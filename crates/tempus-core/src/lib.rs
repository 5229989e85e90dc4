//! # tempus-core
//!
//! Shared foundations for the Tempus timesheet backend: layered
//! configuration, the unified [`error::AppError`] type, and the
//! [`result::AppResult`] alias used by every other crate.

pub mod config;
pub mod error;
pub mod result;

pub use error::{AppError, ErrorKind};
pub use result::AppResult;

### WORK ORDER
Every entry should be given again exactly as written.

### RESULT OF THE EXERCISE
filename crates/tempus-core/src/lib.rs
repository 5229989e85e90dc4
//! # tempus-core
//!
//! Shared foundations for the Tempus timesheet backend: layered
//! configuration, the unified [`error::AppError`] type, and the
//! [`result::AppResult`] alias used by every other crate.

pub mod config;
pub mod error;
pub mod result;

pub use error::{AppError, ErrorKind};
pub use result::AppResult;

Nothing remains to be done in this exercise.